SRINAGAR : A senior minister in Jammu and Kashmir government Sunday condemned the Union Defence Minister Manohar Parrikar's remarks on reviving the state-backed militia to deal with insurgency in the state.

Terming Parrikar's views as "absurd," J&K's Education Minister, Naeem Akhtar said such practices are "illegal" and "unconstitutional."

“Whosoever is dishing out such absurd views is grossly ignorant about both the ground realities in Kashmir and the law,” Akhtar, who belongs to the Peoples Democratic Party (PDP), said in a statement.

The Defence Minister's remarks on using "terrorists to kill terrorists" had sparked anguish in J&K with the opposition and separatists hitting out at the BJP as well as the coalition government for trying to push Kashmir back to the early nineties.

"We have to neutralise terrorists through terrorists only. Why can't we do it? We should do it. Why does my soldier have to do it?" Parrikar had said in New Delhi last week, hours ahead of his two-day visit to J&K.

Referring to the landmark judgement of the Supreme Court on Salwa Judam, the government-backed militia used by Chhattisgarh government to deal with the Maoists, Akhtar said the law is clear that arms can’t be given to a civilian to kill and “anybody doing so will be an abettor of the offence under Section 302 of the Indian Penal Code.”

“PDP has earned its credibility among the masses by rising against and holding back such practices. So if somebody has made any statement on the issue, he must be completely ignorant about the law,” Akhtar said.
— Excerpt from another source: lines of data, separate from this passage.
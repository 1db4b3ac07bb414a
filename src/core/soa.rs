use glam::{Quat, Vec3};

use super::aabb::Aabb;
use super::object::ObjectId;
use super::types::{SubstepState, Velocity};
use crate::error::{PhysicsError, Result};
use crate::utils::allocator::{EntityId, SlotAllocator};

/// Description of a body to insert into a world.
#[derive(Debug, Clone, Copy)]
pub struct BodyDesc {
    pub object: ObjectId,
    pub position: Vec3,
    pub rotation: Quat,
    /// Per-axis scale; only hull primitives honour it.
    pub scale: Vec3,
    pub velocity: Velocity,
}

impl BodyDesc {
    pub fn new(object: ObjectId) -> Self {
        Self {
            object,
            position: Vec3::ZERO,
            rotation: Quat::IDENTITY,
            scale: Vec3::ONE,
            velocity: Velocity::default(),
        }
    }

    pub fn with_position(mut self, position: Vec3) -> Self {
        self.position = position;
        self
    }

    pub fn with_rotation(mut self, rotation: Quat) -> Self {
        self.rotation = rotation.normalize();
        self
    }

    pub fn with_scale(mut self, scale: Vec3) -> Self {
        self.scale = scale;
        self
    }

    pub fn with_velocity(mut self, velocity: Velocity) -> Self {
        self.velocity = velocity;
        self
    }
}

/// Structure-of-arrays body storage for one world.
///
/// Columns are indexed by slot; freed slots keep stale data and are skipped
/// through the allocator's liveness flags.
#[derive(Debug, Default, Clone)]
pub struct BodiesSoA {
    slots: SlotAllocator,
    capacity: usize,

    pub(crate) ids: Vec<EntityId>,
    pub(crate) object_ids: Vec<ObjectId>,
    pub(crate) positions: Vec<Vec3>,
    pub(crate) rotations: Vec<Quat>,
    pub(crate) scales: Vec<Vec3>,
    pub(crate) velocities: Vec<Velocity>,
    pub(crate) substeps: Vec<SubstepState>,
    /// World-space bounds from the last broadphase refresh.
    pub(crate) aabbs: Vec<Aabb>,
}

impl BodiesSoA {
    pub fn new(capacity: usize) -> Self {
        Self {
            capacity,
            ..Self::default()
        }
    }

    pub fn insert(&mut self, desc: BodyDesc) -> Result<EntityId> {
        if self.len() >= self.capacity {
            return Err(PhysicsError::BodyLimitReached {
                capacity: self.capacity,
            });
        }

        let (id, reused) = self.slots.allocate();
        let substep = SubstepState::at_rest(desc.position, desc.rotation, desc.velocity);
        if reused {
            let i = id.index();
            self.ids[i] = id;
            self.object_ids[i] = desc.object;
            self.positions[i] = desc.position;
            self.rotations[i] = desc.rotation;
            self.scales[i] = desc.scale;
            self.velocities[i] = desc.velocity;
            self.substeps[i] = substep;
            self.aabbs[i] = Aabb::empty();
        } else {
            self.ids.push(id);
            self.object_ids.push(desc.object);
            self.positions.push(desc.position);
            self.rotations.push(desc.rotation);
            self.scales.push(desc.scale);
            self.velocities.push(desc.velocity);
            self.substeps.push(substep);
            self.aabbs.push(Aabb::empty());
        }
        Ok(id)
    }

    pub fn remove(&mut self, id: EntityId) -> Result<()> {
        if self.slots.free(id) {
            Ok(())
        } else {
            Err(PhysicsError::InvalidEntity(id))
        }
    }

    pub fn is_valid(&self, id: EntityId) -> bool {
        self.slots.is_valid(id)
    }

    pub fn len(&self) -> usize {
        self.slots.live_count()
    }

    pub fn is_empty(&self) -> bool {
        self.len() == 0
    }

    pub fn capacity(&self) -> usize {
        self.capacity
    }

    /// Number of storage slots, including freed ones.
    pub fn slot_count(&self) -> usize {
        self.ids.len()
    }

    pub fn is_alive_slot(&self, index: usize) -> bool {
        self.slots.alive_slots().get(index).copied().unwrap_or(false)
    }

    pub fn clear(&mut self) {
        self.slots.clear();
        self.ids.clear();
        self.object_ids.clear();
        self.positions.clear();
        self.rotations.clear();
        self.scales.clear();
        self.velocities.clear();
        self.substeps.clear();
        self.aabbs.clear();
    }

    pub fn get(&self, id: EntityId) -> Option<BodyRef<'_>> {
        self.is_valid(id).then(|| BodyRef {
            soa: self,
            index: id.index(),
        })
    }

    pub fn iter(&self) -> impl Iterator<Item = BodyRef<'_>> {
        (0..self.slot_count())
            .filter(move |&i| self.is_alive_slot(i))
            .map(move |index| BodyRef { soa: self, index })
    }

    pub fn ids(&self) -> impl Iterator<Item = EntityId> + '_ {
        self.iter().map(|body| body.id())
    }

    pub fn set_position(&mut self, id: EntityId, position: Vec3) -> Result<()> {
        let i = self.checked_index(id)?;
        self.positions[i] = position;
        Ok(())
    }

    pub fn set_rotation(&mut self, id: EntityId, rotation: Quat) -> Result<()> {
        let i = self.checked_index(id)?;
        self.rotations[i] = rotation.normalize();
        Ok(())
    }

    pub fn set_velocity(&mut self, id: EntityId, velocity: Velocity) -> Result<()> {
        let i = self.checked_index(id)?;
        self.velocities[i] = velocity;
        Ok(())
    }

    fn checked_index(&self, id: EntityId) -> Result<usize> {
        if self.is_valid(id) {
            Ok(id.index())
        } else {
            Err(PhysicsError::InvalidEntity(id))
        }
    }

    /// Runs `f` once per live body, in parallel when the `parallel` feature
    /// is enabled. Each invocation owns its body's columns exclusively.
    ///
    /// Stops at the first error. With `parallel`, bodies other than the
    /// failing one may or may not have been visited.
    pub(crate) fn try_for_each_mut<F>(&mut self, f: F) -> Result<()>
    where
        F: Fn(BodyProxyMut<'_>) -> Result<()> + Send + Sync,
    {
        let alive = self.slots.alive_slots();

        #[cfg(feature = "parallel")]
        {
            use rayon::prelude::*;
            (
                alive.par_iter(),
                self.ids.par_iter(),
                self.object_ids.par_iter(),
                self.scales.par_iter(),
                self.positions.par_iter_mut(),
                self.rotations.par_iter_mut(),
                self.velocities.par_iter_mut(),
                self.substeps.par_iter_mut(),
                self.aabbs.par_iter_mut(),
            )
                .into_par_iter()
                .try_for_each(
                    |(alive, id, object, scale, position, rotation, velocity, substep, aabb)| {
                        if !*alive {
                            return Ok(());
                        }
                        f(BodyProxyMut {
                            id: *id,
                            object: *object,
                            scale: *scale,
                            position,
                            rotation,
                            velocity,
                            substep,
                            aabb,
                        })
                    },
                )?;
        }

        #[cfg(not(feature = "parallel"))]
        {
            for i in 0..self.ids.len() {
                if !alive[i] {
                    continue;
                }
                f(BodyProxyMut {
                    id: self.ids[i],
                    object: self.object_ids[i],
                    scale: self.scales[i],
                    position: &mut self.positions[i],
                    rotation: &mut self.rotations[i],
                    velocity: &mut self.velocities[i],
                    substep: &mut self.substeps[i],
                    aabb: &mut self.aabbs[i],
                })?;
            }
        }

        Ok(())
    }
}

/// Mutable view of one body's columns.
pub struct BodyProxyMut<'a> {
    pub id: EntityId,
    pub object: ObjectId,
    pub scale: Vec3,
    pub position: &'a mut Vec3,
    pub rotation: &'a mut Quat,
    pub velocity: &'a mut Velocity,
    pub substep: &'a mut SubstepState,
    pub aabb: &'a mut Aabb,
}

#[derive(Clone, Copy)]
pub struct BodyRef<'a> {
    soa: &'a BodiesSoA,
    index: usize,
}

impl<'a> BodyRef<'a> {
    pub fn id(&self) -> EntityId {
        self.soa.ids[self.index]
    }
    pub fn object(&self) -> ObjectId {
        self.soa.object_ids[self.index]
    }
    pub fn position(&self) -> Vec3 {
        self.soa.positions[self.index]
    }
    pub fn rotation(&self) -> Quat {
        self.soa.rotations[self.index]
    }
    pub fn scale(&self) -> Vec3 {
        self.soa.scales[self.index]
    }
    pub fn velocity(&self) -> Velocity {
        self.soa.velocities[self.index]
    }
    pub fn substep_state(&self) -> &'a SubstepState {
        &self.soa.substeps[self.index]
    }
    pub fn aabb(&self) -> Aabb {
        self.soa.aabbs[self.index]
    }
}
Blaming the National Conference and Congress for creation of Ikhwanis, the dreaded counter-insurgency militia sponsored by New Delhi to fight insurgency in Kashmir, Akhtar said they were used for "political purposes."

“Everybody knows how in 2002, the PDP-led coalition government not only ended the infamous Ikhwan culture, but also wound up the dreaded Task Force. Except PDP, all other political parties and groups in Kashmir including NC and Congress ruthlessly used the government-gunmen for political purposes."

Soon after the controversy erupted, former Chief Minister Omar Abdullah accused the incumbent Chief Minister Mufti Mohammad Sayeed of reviving the Ikhwanis in the state.

“It was National Conference which provided political space to Ikhwanis in 1996 by sending them to the legislature and Congress was not far behind in institutionalizing Ikhwan culture by offering some noted Ikhwanis space in the party’s rank and file,” he said.